Ieri moriva, sedici anni fa, Vito Riviello (1º settembre 1933 – 18 giugno 2009).

La sua completa opera poetica è contenuta in un grosso volume di oltre mille pagine, con una ricca appendice biobibliografica (e dichiarazioni di poetica, interviste, documenti iconografici, antologia della critica): «Tutte le poesie», a cura e con un saggio introduttivo di Cecilia Bello Minciacchi, Sapienza Università Editrice, 2019.

La sua poesia ha venature realiste, crepuscolari, surrealiste, dadaiste, con effetti satirici e comici (esaltati, in occasione delle pubbliche letture, dalle sue straordinarie capacità di performer), e spesso sotto questa o quella etichetta è stata catalogata, ma in realtà, accanto al gusto giocoso (di chi, giocando con le parole, gioca con la realtà), essa ha valenze molto più serie e complesse.
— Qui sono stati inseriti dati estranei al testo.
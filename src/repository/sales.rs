//! Sales repository

use sqlx::{Pool, Postgres};
use uuid::Uuid;

use crate::{
    error::{AppError, AppResult},
    models::sale::Sale,
};

#[derive(Clone)]
pub struct SalesRepository {
    pool: Pool<Postgres>,
}

impl SalesRepository {
    pub fn new(pool: Pool<Postgres>) -> Self {
        Self { pool }
    }

    /// Get sale by ID
    pub async fn get_by_id(&self, id: Uuid) -> AppResult<Sale> {
        sqlx::query_as::<_, Sale>("SELECT * FROM sales WHERE id = $1")
            .bind(id)
            .fetch_optional(&self.pool)
            .await?
            .ok_or_else(|| AppError::NotFound("Sale not found".to_string()))
    }

    /// Insert a sale
    pub async fn create(&self, sale: &Sale) -> AppResult<Sale> {
        let row = sqlx::query_as::<_, Sale>(
            r#"
            INSERT INTO sales (id, client_id, book_id, bookstore_id, amount, sale_date)
            VALUES ($1, $2, $3, $4, $5, $6)
            RETURNING *
            "#,
        )
        .bind(sale.id)
        .bind(sale.client_id)
        .bind(sale.book_id)
        .bind(sale.bookstore_id)
        .bind(sale.amount)
        .bind(sale.sale_date)
        .fetch_one(&self.pool)
        .await?;
        Ok(row)
    }

    /// Sales made to a client
    pub async fn list_by_client(&self, client_id: Uuid) -> AppResult<Vec<Sale>> {
        let rows = sqlx::query_as::<_, Sale>(
            "SELECT * FROM sales WHERE client_id = $1 ORDER BY sale_date DESC",
        )
        .bind(client_id)
        .fetch_all(&self.pool)
        .await?;
        Ok(rows)
    }

    /// Sales made by a bookstore
    pub async fn list_by_bookstore(&self, bookstore_id: Uuid) -> AppResult<Vec<Sale>> {
        let rows = sqlx::query_as::<_, Sale>(
            "SELECT * FROM sales WHERE bookstore_id = $1 ORDER BY sale_date DESC",
        )
        .bind(bookstore_id)
        .fetch_all(&self.pool)
        .await?;
        Ok(rows)
    }
}
//! Bookstores repository

use sqlx::{Pool, Postgres};
use uuid::Uuid;

use crate::{
    error::{AppError, AppResult},
    models::bookstore::{BookInventory, Bookstore},
};

#[derive(Clone)]
pub struct BookstoresRepository {
    pool: Pool<Postgres>,
}

impl BookstoresRepository {
    pub fn new(pool: Pool<Postgres>) -> Self {
        Self { pool }
    }

    /// Get bookstore by ID
    pub async fn get_by_id(&self, id: Uuid) -> AppResult<Bookstore> {
        sqlx::query_as::<_, Bookstore>("SELECT * FROM bookstores WHERE id = $1")
            .bind(id)
            .fetch_optional(&self.pool)
            .await?
            .ok_or_else(|| AppError::NotFound("Bookstore not found".to_string()))
    }

    /// Insert a bookstore
    pub async fn create(&self, bookstore: &Bookstore) -> AppResult<Bookstore> {
        let row = sqlx::query_as::<_, Bookstore>(
            "INSERT INTO bookstores (id, name, address, email) VALUES ($1, $2, $3, $4) RETURNING *",
        )
        .bind(bookstore.id)
        .bind(&bookstore.name)
        .bind(&bookstore.address)
        .bind(&bookstore.email)
        .fetch_one(&self.pool)
        .await?;
        Ok(row)
    }

    /// Insert an inventory line
    pub async fn add_inventory(&self, inventory: &BookInventory) -> AppResult<BookInventory> {
        let row = sqlx::query_as::<_, BookInventory>(
            r#"
            INSERT INTO book_inventories (id, bookstore_id, isbn, quantity_available)
            VALUES ($1, $2, $3, $4)
            RETURNING *
            "#,
        )
        .bind(inventory.id)
        .bind(inventory.bookstore_id)
        .bind(inventory.isbn)
        .bind(inventory.quantity_available)
        .fetch_one(&self.pool)
        .await?;
        Ok(row)
    }

    /// Inventory lines of a bookstore
    pub async fn list_inventory(&self, bookstore_id: Uuid) -> AppResult<Vec<BookInventory>> {
        let rows = sqlx::query_as::<_, BookInventory>(
            "SELECT * FROM book_inventories WHERE bookstore_id = $1 ORDER BY isbn",
        )
        .bind(bookstore_id)
        .fetch_all(&self.pool)
        .await?;
        Ok(rows)
    }
}
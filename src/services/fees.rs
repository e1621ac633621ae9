//! Overdue fee policy hook

use async_trait::async_trait;
use uuid::Uuid;

use crate::{error::AppResult, models::borrowing::Borrowing};

/// Invoked once for every loan returned past its due date, with the record
/// as it stood before the return was written.
///
/// Implementations may fail; the caller logs the failure and the return
/// itself still stands.
#[cfg_attr(test, mockall::automock)]
#[async_trait]
pub trait FeePolicy: Send + Sync {
    async fn apply(&self, borrower_id: Uuid, borrowing: &Borrowing) -> AppResult<()>;
}

/// Records that a fee is owed without charging anything.
#[derive(Debug, Clone, Default)]
pub struct LoggingFeePolicy;

#[async_trait]
impl FeePolicy for LoggingFeePolicy {
    async fn apply(&self, borrower_id: Uuid, borrowing: &Borrowing) -> AppResult<()> {
        // TODO: charge the borrower once a fee schedule exists
        tracing::warn!(
            borrower_id = %borrower_id,
            borrowing_id = %borrowing.id,
            due_date = %borrowing.due_date,
            "Overdue fee should be applied to borrower"
        );
        Ok(())
    }
}

#[cfg(test)]
mod tests {
    use chrono::{Duration, Utc};
    use tokio_test::assert_ok;

    use super::*;
    use crate::models::borrowing::{BorrowingStatus, SourceType};

    #[tokio::test]
    async fn test_logging_policy_never_fails() {
        let now = Utc::now();
        let borrowing = Borrowing {
            id: Uuid::new_v4(),
            borrower_id: Uuid::new_v4(),
            source_type: SourceType::Client,
            source_id: Uuid::new_v4(),
            book_id: Uuid::new_v4(),
            borrow_date: now - Duration::days(20),
            due_date: now - Duration::days(6),
            return_date: None,
            status: BorrowingStatus::Active,
        };

        assert_ok!(LoggingFeePolicy.apply(borrowing.borrower_id, &borrowing).await);
    }
}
Credo che, nonostante tutto, e nonostante l’auspicio di Cecilia Bello a conclusione della sua puntualissima prefazione, quest’opera così originale e così estranea a ogni canone costituito debba ancora trovare i suoi giusti lettori.

Aggiungo che Vito era un amico. Ed era una persona a cui era impossibile non volere bene. Lo possono testimoniare tutti coloro che ne hanno conosciuto l’ironia amara e tagliente, l’intelligenza, la generosità.